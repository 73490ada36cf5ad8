use thiserror::Error;

#[derive(Error, Debug)]
pub enum CollectionError {
    #[error("Invalid request: {0}")]
    InvalidRequest(String),

    #[error("Store unavailable: {0}")]
    StoreUnavailable(String),

    #[error("Query failed: {0}")]
    Query(String),
}

impl CollectionError {
    /// Classify a driver error. Connection-level failures become
    /// [`CollectionError::StoreUnavailable`]; everything else is a query
    /// failure.
    pub fn from_sqlx(context: &str, err: sqlx::Error) -> Self {
        match err {
            sqlx::Error::PoolTimedOut
            | sqlx::Error::PoolClosed
            | sqlx::Error::Io(_)
            | sqlx::Error::Tls(_)
            | sqlx::Error::WorkerCrashed => {
                Self::StoreUnavailable(format!("{context}: {err}"))
            }
            other => Self::Query(format!("{context}: {other}")),
        }
    }

    pub fn is_store_failure(&self) -> bool {
        matches!(self, Self::StoreUnavailable(_) | Self::Query(_))
    }
}

pub type Result<T> = std::result::Result<T, CollectionError>;
use async_trait::async_trait;
use chrono::{DateTime, Utc};

use crate::domain::{
    day::CollectionDay,
    household::HouseholdId,
    status::{CollectionStatus, DaySummary},
};
use crate::error::Result;

#[async_trait]
pub trait CollectionLogRepository: Send + Sync {
    /// Flip the household's `pending` row for `day` to `collected`.
    ///
    /// The `status = 'pending'` condition must be evaluated atomically with
    /// the write; the returned row count is the only signal of whether this
    /// call changed state.
    async fn mark_collected(
        &self,
        household_id: &HouseholdId,
        day: CollectionDay,
        collector_name: &str,
        now: DateTime<Utc>,
    ) -> Result<u64>;

    /// Status of the household's row for `day`. When several rows exist a
    /// `collected` one wins.
    async fn status_for_day(
        &self,
        household_id: &HouseholdId,
        day: CollectionDay,
    ) -> Result<Option<CollectionStatus>>;

    /// Insert a `pending` row stamped `now` for every household without a
    /// row on `day`. Returns the number of rows inserted.
    async fn seed_pending(
        &self,
        day: CollectionDay,
        now: DateTime<Utc>,
    ) -> Result<u64>;

    async fn day_summary(&self, day: CollectionDay) -> Result<DaySummary>;

    /// Every registered household, ordered by id.
    async fn household_ids(&self) -> Result<Vec<HouseholdId>>;

    /// Cheap round trip used by health checks.
    async fn ping(&self) -> Result<()>;
}
use axum::{
    Router,
    http::{HeaderValue, Method},
    routing::get,
};
use tower_http::{
    cors::{AllowOrigin, Any, CorsLayer},
    trace::TraceLayer,
};
use tracing::warn;

use crate::{
    handlers::{
        collect::collect_handler,
        health::{health_handler, ping_handler},
        pages::{index_handler, scanner_handler},
    },
    infra::app_state::AppState,
};

pub mod paths {
    pub const INDEX: &str = "/";
    pub const SCANNER: &str = "/scanner";
    pub const COLLECT: &str = "/collect";
    pub const HEALTH: &str = "/health";
    pub const PING: &str = "/ping";
}

/// Build the full application router with middleware attached.
pub fn create_app(state: AppState) -> Router {
    let cors_layer = cors_layer(&state);

    Router::new()
        .route(paths::INDEX, get(index_handler))
        .route(paths::SCANNER, get(scanner_handler))
        .route(paths::COLLECT, get(collect_handler))
        .route(paths::HEALTH, get(health_handler))
        .route(paths::PING, get(ping_handler))
        .layer(cors_layer)
        .layer(TraceLayer::new_for_http())
        .with_state(state)
}

// Permissive in dev, allow-list otherwise.
fn cors_layer(state: &AppState) -> CorsLayer {
    let config = state.config();
    if config.dev_mode {
        return CorsLayer::permissive();
    }

    let allow_origin = if config.cors.is_wildcard_included() {
        AllowOrigin::any()
    } else {
        let origins: Vec<HeaderValue> = config
            .cors
            .allowed_origins
            .iter()
            .filter_map(|origin| match HeaderValue::from_str(origin) {
                Ok(value) => Some(value),
                Err(_) => {
                    warn!(%origin, "ignoring invalid CORS origin");
                    None
                }
            })
            .collect();
        if origins.is_empty() {
            AllowOrigin::any()
        } else {
            AllowOrigin::list(origins)
        }
    };

    CorsLayer::new()
        .allow_origin(allow_origin)
        .allow_methods([Method::GET, Method::OPTIONS])
        .allow_headers(Any)
}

◆ What is required
Count how many lines in the data above hold the string "AppState", and give the number with no other words.

◆ Written solution
3